### Task to complete:
Go through the entries and copy every line that has the string "true" in it.

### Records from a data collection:
========================
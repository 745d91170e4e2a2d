//! Deterministic JSON encoding.
//!
//! The encoder never emits whitespace and always orders object keys by
//! ascending Unicode code point, so the same logical document produces the
//! same bytes regardless of how its maps were built.

use serde_json::{Number, Value};

/// Encode a JSON value into its canonical textual form.
pub fn canonicalize(value: &Value) -> String {
    let mut out = String::new();
    write_canonical(&mut out, value);
    out
}

/// Append the canonical encoding of `value` to `out`.
pub fn write_canonical(out: &mut String, value: &Value) {
    match value {
        Value::Null => out.push_str("null"),
        Value::Bool(true) => out.push_str("true"),
        Value::Bool(false) => out.push_str("false"),
        Value::Number(n) => write_number(out, n),
        Value::String(s) => write_quoted(out, s),
        Value::Array(items) => {
            out.push('[');
            for (i, item) in items.iter().enumerate() {
                if i > 0 {
                    out.push(',');
                }
                write_canonical(out, item);
            }
            out.push(']');
        }
        Value::Object(map) => {
            let mut keys: Vec<&String> = map.keys().collect();
            keys.sort_unstable();
            out.push('{');
            for (i, key) in keys.iter().enumerate() {
                if i > 0 {
                    out.push(',');
                }
                write_quoted(out, key);
                out.push(':');
                write_canonical(out, &map[key.as_str()]);
            }
            out.push('}');
        }
    }
}

fn write_number(out: &mut String, n: &Number) {
    if let Some(i) = n.as_i64() {
        out.push_str(&i.to_string());
    } else if let Some(u) = n.as_u64() {
        out.push_str(&u.to_string());
    } else if let Some(f) = n.as_f64() {
        out.push_str(&canonical_f64(f));
    } else {
        out.push_str("null");
    }
}

/// Canonical float rendering: non-finite values collapse to `null`, floats
/// that are mathematically integers drop the fractional part, everything
/// else uses the shortest decimal that round-trips.
pub(crate) fn canonical_f64(f: f64) -> String {
    if !f.is_finite() {
        return "null".to_string();
    }
    if f.fract() == 0.0 && f.abs() < 1e15 {
        return format!("{:.0}", f);
    }
    f.to_string()
}

fn write_quoted(out: &mut String, s: &str) {
    out.push('"');
    for ch in s.chars() {
        match ch {
            '"' => out.push_str("\\\""),
            '\\' => out.push_str("\\\\"),
            '\u{0008}' => out.push_str("\\b"),
            '\u{000C}' => out.push_str("\\f"),
            '\n' => out.push_str("\\n"),
            '\r' => out.push_str("\\r"),
            '\t' => out.push_str("\\t"),
            c if (c as u32) < 0x20 => {
                out.push_str(&format!("\\u{:04x}", c as u32));
            }
            c => out.push(c),
        }
    }
    out.push('"');
}

#[cfg(test)]
mod tests {
    use super::*;
    use serde_json::json;

    #[test]
    fn object_keys_sort_ascending() {
        let doc = json!({"b": 1, "a": [3, 2, 1], "c": null});
        assert_eq!(canonicalize(&doc), r#"{"a":[3,2,1],"b":1,"c":null}"#);
    }

    #[test]
    fn nested_objects_sort_at_every_level() {
        let doc = json!({"z": {"b": 2, "a": 1}, "a": true});
        assert_eq!(canonicalize(&doc), r#"{"a":true,"z":{"a":1,"b":2}}"#);
    }

    #[test]
    fn arrays_preserve_insertion_order() {
        let doc = json!([3, 1, 2]);
        assert_eq!(canonicalize(&doc), "[3,1,2]");
    }

    #[test]
    fn integral_float_collapses_to_integer_form() {
        let doc = json!({"n": 2.0});
        assert_eq!(canonicalize(&doc), r#"{"n":2}"#);
    }

    #[test]
    fn fractional_float_keeps_shortest_form() {
        let doc = json!(2.5);
        assert_eq!(canonicalize(&doc), "2.5");
    }

    #[test]
    fn strings_escape_quotes_backslashes_and_controls() {
        let doc = json!("a\"b\\c\nd\u{0001}e");
        assert_eq!(canonicalize(&doc), r#""a\"b\\c\nd\u0001e""#);
    }

    #[test]
    fn booleans_and_null_are_lowercase_keywords() {
        assert_eq!(canonicalize(&json!([true, false, null])), "[true,false,null]");
    }

    #[test]
    fn no_whitespace_anywhere() {
        let doc = json!({"a": [1, {"b": "x y"}]});
        assert_eq!(canonicalize(&doc), r#"{"a":[1,{"b":"x y"}]}"#);
    }

    #[test]
    fn canonical_form_is_idempotent_through_reparse() {
        let doc = json!({"b": {"d": 4.0, "c": [1, 2.5, "s"]}, "a": null});
        let first = canonicalize(&doc);
        let reparsed: serde_json::Value =
            serde_json::from_str(&first).expect("canonical output must be valid JSON");
        assert_eq!(canonicalize(&reparsed), first);
    }

    #[test]
    fn large_u64_values_serialize_unsigned() {
        let doc = json!(u64::MAX);
        assert_eq!(canonicalize(&doc), u64::MAX.to_string());
    }
}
========================
### Written solution:
        Value::Bool(true) => out.push_str("true"),
        let doc = json!({"z": {"b": 2, "a": 1}, "a": true});
        assert_eq!(canonicalize(&doc), r#"{"a":true,"z":{"a":1,"b":2}}"#);
        assert_eq!(canonicalize(&json!([true, false, null])), "[true,false,null]");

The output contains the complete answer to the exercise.